И вот заочнику надо по делам в институт. Он уходит. А у нас начинается настоящая пахота.

Молча всё делается, план созрел ещё во время разговора.
Гришка хватает чайник, наполняет его водой. Закрывает крышкой. Ставит на шкаф, прикрывая книжкой. Я уже подготовил полихлорвиниловую трубочку нужной длины, нашёл прищепки из кухни женской половины общежития. Трубочку мы выкладываем за гришкиной и моей кроватью, подведя её снизу под матрац заочника, прокалываем матрац, и трубка вовсе не видна, даже если снять простыню. Засасываем воду и ставим пару прищепок – возле моей кровати и возле гришкиной. Готово, ждём заочника.

Он приходит поздно, мы с Гришкой уже валяемся в постелях. Раздевается, ложится, выключаем свет.

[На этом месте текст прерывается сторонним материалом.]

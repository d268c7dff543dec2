//! UI components built with Leptos.
//!
//! - [`router`] - Application routing (main entry point)
//! - [`course`] - Course layout, module accordion and theater browser
//! - [`icons`] - Centralized icon definitions (change theme here)
//! - [`viewer`] - Resource viewer and fallback panel

pub mod course;
pub mod icons;
pub mod router;
pub mod viewer;

pub use router::AppRouter;
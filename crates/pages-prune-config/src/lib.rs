mod config;
pub mod constants;

pub use config::{Config, ConfigError, Mode, Task};
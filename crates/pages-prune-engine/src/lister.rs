use crate::{PruneError, Result};
use pages_prune_api::{Deployment, PagesApi};
use pages_prune_config::constants;
use std::sync::Arc;
use tracing::info;

/// Fetches fixed-size pages of deployments. Page 1 is the newest.
pub struct DeploymentLister {
    api: Arc<dyn PagesApi>,
    project_name: String,
}

impl DeploymentLister {
    pub fn new(api: Arc<dyn PagesApi>, project_name: impl Into<String>) -> Self {
        Self {
            api,
            project_name: project_name.into(),
        }
    }

    /// Fetches page 1 only for its pagination metadata; its records are
    /// listed again when the walk reaches page 1. A response without
    /// metadata is treated as an empty project.
    pub async fn total_pages(&self) -> Result<u32> {
        let page = self
            .api
            .list_deployments(1, constants::DEPLOYMENTS_PER_PAGE)
            .await
            .map_err(|e| {
                PruneError::fetch(format!("deployments for {} (page 1)", self.project_name), e)
            })?;

        let total_pages = page.result_info.map(|i| i.total_pages).unwrap_or(0);
        info!("Total pages: {}", total_pages);

        Ok(total_pages)
    }

    pub async fn page(&self, page: u32) -> Result<Vec<Deployment>> {
        let response = self
            .api
            .list_deployments(page, constants::DEPLOYMENTS_PER_PAGE)
            .await
            .map_err(|e| {
                PruneError::fetch(
                    format!("deployments for {} (page {})", self.project_name, page),
                    e,
                )
            })?;

        info!(
            "Found {} deployments on page {}",
            response.deployments.len(),
            page
        );

        Ok(response.deployments)
    }
}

Через полчаса дружно храпим. «Заочник, ты спишь?»– это Гришка.
Ответа нет. Идёт отмашка, означающая, что Гришка снял свою прищепку. Снимаю и я. Тишина. Проходит минут пять. Затем «Ой, ой, ой!». Тишина. Заочник встаёт и включает свет. Роется в своей постели. Мы спим. Он роется, роется. Складывает простыню, вешает на перила кровати. Но, видимо, матрац насквозь мокрый. Исследует что-то. Вздыхает, ложится, гасит свет. Мне уже его жалко. «Серёжа,– говорю я,– что-то случилось?» «Да нет, ничего особенного,– отвечает заочник,– Спим». «Ладно, спим!»– отвечаю я. И вытаскиваю предательскую полихлорвиниловую трубку из его матраса. Чувствую, Гришка начинает подтаскивать эту трубку. Ну и хорошо. Следы все скрыты.

Утром идёт признание. Заочник совершенно потерянный. «Это что у тебя с простынёй?»– спрашивает Гришка. «Не знаю»,– отвечает заочник. На ней чётко видно влажное пятно. Гришка подходит к кровати заочника и отбрасывает одеяло. На матраце сияет огромное мокрое пятно. «И как же ты спал?»– удивляюсь я. «А я сам не понимаю,– отвечает заочник.– Я и не спал, если откровенно...». «Ну, что будем делать?– вопрошает Гришка.– Ты же вчера нас уверял, что не сцыкун». «Я не знаю, что вам ответить»,– говорит заочник. Вижу, Гришке тоже становится его жаль. Мы, старые сволочи общежития, просто так, зазря, обидели парнишку. Что делать в этом случае?
Гришка говорит вдруг: «Ладно, мы все высушим. Ты прости нас, мы тебя разыграли. С помощью вот этого»,– он достаёт полихлорвиниловую трубку, которая до сих пор подключена к чайнику.

Заочник улыбается.
– Ну, и отлично, что ты не обижаешься. Мы тебе, брат, поможем во всех делах. Я, например, чертить могу тебе, я хорошо черчу!– говорит Гришка, склонив голову.
Заочник улыбается.
– И я тебе помогу всем, чем смогу,– говорю я. – Ты только скажи, что надо.
– Вы отличные ребята, я вижу,– говорит заочник.
– Ну, и хорошо! Давай лапу, Серёжа,– говорит Гришка.
И я тоже пожимаю руку Сергею.
Инцидент исперчен, ура!

Мы вместе прожили около 20 дней. Помогали Сергею, чем только могли. Он оказался очень славным парнем, даже прощаться было тяжело... Хорошее это было время. Хоть и уставали мы за рабочий день, но я всегда приходил и усаживался за свою миллиметровку – эдакая клетчатая простыня. Я пытался рисовать схему будущего электрооргана. Я свято верил, что будет у меня великое счастье создавать электромузыкальные инструменты... Это был своего рода фанатизм. Но вот Гришка, например, его поддерживал и говорил мне: «Если ты его не слепишь, то кто?»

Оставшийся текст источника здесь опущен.